Even in normal times, a lot of the marginal hospital patients don’t have someone to care for them at home. Many of them will end up in nursing homes/rehab facilities at least temporarily. And those facilities are deathtraps right now, though we don’t even know how many home care patients have been infected by those caring for them.
Alex
@topclimber: Counterpoint– I see a lot more people taking walks in my neighborhood. I have 3 extra hours a day I would normally spend in the extremely sedentary activity of driving.
Barbara
@topclimber: @Alex:
To this point, I am taking two online fitness classes a day through the studio I have been a member of for more than five years. There are only minimal equipment requirements, and I like having some contact with the instructors and other members of the class. I figure that it’s a reasonable displacement of the approximate amount of time I used to spend commuting to work.
David Anderson
@Satby Updated
David Anderson
@Cervantes: The health economists will be fighting over this question for years.

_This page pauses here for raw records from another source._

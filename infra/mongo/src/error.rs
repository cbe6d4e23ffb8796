use accounts_server::StorageError;
use mongodb::error::{ErrorKind, WriteFailure};
use std::borrow::Cow;

const DUPLICATE_KEY: i32 = 11000;

/// A specialized [`MongoError`] enum of this crate.
#[accounts_derive::accounts_error]
pub enum MongoError {
    /// Validation errors.
    #[error("Validation error{}: {message}", format_context(.context))]
    Validation { message: Cow<'static, str>, context: Option<Cow<'static, str>> },

    /// Occurs when the deployment cannot be reached or does not answer the ping.
    #[error("MongoDB connection failed{}: {message}", format_context(.context))]
    Connection { message: Cow<'static, str>, context: Option<Cow<'static, str>> },

    /// A wrapper for driver errors.
    #[error("MongoDB error{}: {source}", format_context(.context))]
    Mongo {
        #[source]
        source: mongodb::error::Error,
        context: Option<Cow<'static, str>>,
    },

    #[error("Internal MongoDB error{}: {message}", format_context(.context))]
    Internal { message: Cow<'static, str>, context: Option<Cow<'static, str>> },
}

impl MongoError {
    /// Whether the error is a unique index violation.
    #[must_use]
    pub fn is_duplicate_key(&self) -> bool {
        match self {
            Self::Mongo { source, .. } => matches!(
                source.kind.as_ref(),
                ErrorKind::Write(WriteFailure::WriteError(e)) if e.code == DUPLICATE_KEY
            ),
            _ => false,
        }
    }
}

impl From<MongoError> for StorageError {
    fn from(err: MongoError) -> Self {
        let message = err.to_string().into();
        match err {
            e if e.is_duplicate_key() => Self::Duplicate { message, context: None },
            MongoError::Validation { .. } | MongoError::Connection { .. } => {
                Self::Connection { message, context: None }
            }
            MongoError::Mongo { .. } => Self::Query { message, context: None },
            MongoError::Internal { .. } => Self::Internal { message, context: None },
        }
    }
}
//! Domain traits - Abstractions for infrastructure implementations

pub mod store;
pub mod query_engine;

pub use store::{ChatStore, ListingStore};
pub use query_engine::QueryEngine;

We have done a very aggressive job of pushing patients out of hospital beds. The marginal patient in 2019 is probably significantly sicker than the marginal patient in 1999 or 1989.
David Anderson
@topclimber: good question and I don’t know.
LongHairedWeirdo
That actually bumps up the scariness a bit more… as marginal, “check ’em at shift change, and respond to their call button” patients are discharged, and replaced with higher need patients, that means that normally adequate staffing is no longer adequate; and I’ve seen reports that Covid-19 in the ICU keeps nursing staff busy (each takes more time and effort than the average ICU patient).

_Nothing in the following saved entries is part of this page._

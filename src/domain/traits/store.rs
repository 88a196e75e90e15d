use async_trait::async_trait;
use chrono::{DateTime, Utc};

use crate::application::errors::StorageError;
use crate::domain::entities::{
    CbdLocation, ChatSession, ConversationState, ListingFilter, ListingStats, Property,
    StoredMessage, TypeStats,
};

/// Store trait - persistence for sessions, the message log and conversation state
#[async_trait]
pub trait ChatStore: Send + Sync {
    // Session operations
    async fn insert_session(&self, session: &ChatSession) -> Result<(), StorageError>;
    async fn get_session(&self, id: &str) -> Result<Option<ChatSession>, StorageError>;
    async fn update_session(&self, session: &ChatSession) -> Result<(), StorageError>;
    /// Most recently updated first
    async fn list_sessions(&self, user_id: Option<i64>, limit: usize) -> Result<Vec<ChatSession>, StorageError>;
    async fn delete_session(&self, id: &str) -> Result<bool, StorageError>;
    async fn sessions_created_before(&self, cutoff: DateTime<Utc>) -> Result<Vec<String>, StorageError>;
    async fn users_with_sessions(&self) -> Result<Vec<i64>, StorageError>;

    // Message operations
    async fn save_message(&self, message: &StoredMessage) -> Result<(), StorageError>;
    /// Oldest first; `limit` keeps the most recent entries
    async fn get_messages(&self, session_id: &str, limit: Option<usize>) -> Result<Vec<StoredMessage>, StorageError>;

    // Conversation state
    async fn get_state(&self, session_id: &str) -> Result<Option<ConversationState>, StorageError>;
    async fn save_state(&self, state: &ConversationState) -> Result<(), StorageError>;
}

/// Read access to listings, CBDs and amenities
#[async_trait]
pub trait ListingStore: Send + Sync {
    async fn get_property(&self, id: i64) -> Result<Option<Property>, StorageError>;
    async fn find_property_by_title(&self, title: &str) -> Result<Option<Property>, StorageError>;
    /// Paid listings, newest first
    async fn search(&self, filter: &ListingFilter) -> Result<Vec<Property>, StorageError>;
    /// Paid listings within `radius_km`, nearest first, with their distance
    async fn nearby(&self, latitude: f64, longitude: f64, radius_km: f64, limit: usize) -> Result<Vec<(Property, f64)>, StorageError>;
    async fn featured(&self, limit: usize) -> Result<Vec<Property>, StorageError>;
    async fn images_for(&self, property_id: i64) -> Result<Vec<String>, StorageError>;
    async fn amenities_for(&self, property_id: i64) -> Result<Vec<String>, StorageError>;
    async fn list_amenities(&self) -> Result<Vec<String>, StorageError>;
    async fn cbds_in_city(&self, city: &str) -> Result<Vec<CbdLocation>, StorageError>;
    async fn get_cbd(&self, id: i64) -> Result<Option<CbdLocation>, StorageError>;
    async fn stats(&self) -> Result<ListingStats, StorageError>;
    async fn type_stats(&self, property_type: &str) -> Result<TypeStats, StorageError>;
}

And add to that, if you kept *me* busy, 16 hours a day, solving database woes, sure, I’d start to slip a bit, here and there, and after a few days, those 16 hours would only get as much work out of me as 12 hours does when I’m fresh… but I’m not watching people suffer and die. I never have to ask “did I make a choice that, made differently, would have saved that patient?”

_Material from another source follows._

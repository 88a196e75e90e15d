//! Adapters - interactive front ends over the dispatcher

pub mod console;

pub use console::ConsoleAdapter;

If the world had true justice in it, it would take a generation for any medical practitioner to ever trust a Republican again.
Chicagopat
@jonas: Hi! Long time lurker here, seldom comment. I’m an ER doc in rural Illinois. The front page of the local paper at my hospital was a graph of icu bed availability in the county. Not good (18%, which seemed inflated to me based on personal experience, but I imagine the hospital suits give best case numbers to the media). We had 7 deaths in our icu (which normally doesn’t take vented patients) in one week last week, which is about twice as many as we usually have in a month. I’m starting to see folks that have recovered from COVID coming in with pulmonary emboli, asthma without any prior history of asthma, etc. Essentially the “long covid” cases that you hear discussed, although i fear it may not prove to be very long for some of them. This site is a nice oasis of sanity I go to every shift. I appreciate all the front pagers for all their hard work.
Lobo
The secondary effects have always worried me. While you may not be hospitalized for COVID, the beds, supplies, or staff might not be available for anything else. While personal responsibility might be a shield against COVID(sarcastic), other negative events will occur and when that happens will rationed care be there to treat it or treat it sufficiently. Are we in a triage situation?
Wag
@Chicagopat: I’m primary care in urban Colorado. We are seeing huge upticks in COVID diagnoses as well. In the past 2 weeks 4 patients of mine were in the ICU, one on a vent. One of the ICU patients is a 45 year old healthy ED physician. All are out of the Unit now, but are in for a long haul. The weeks to come are going to be intense.
Bob Hertz
Caring for severe Covid patients is extremely labor-intensive. It may require six doctors and nurses to turn over a patient, what with all the tubes and IV lines. It may require the equivalent of one patient per nurse in terms of staffing.
And that is just to keep the Covid patient alive. Many Covid patients may need to stay in the ICU for three weeks.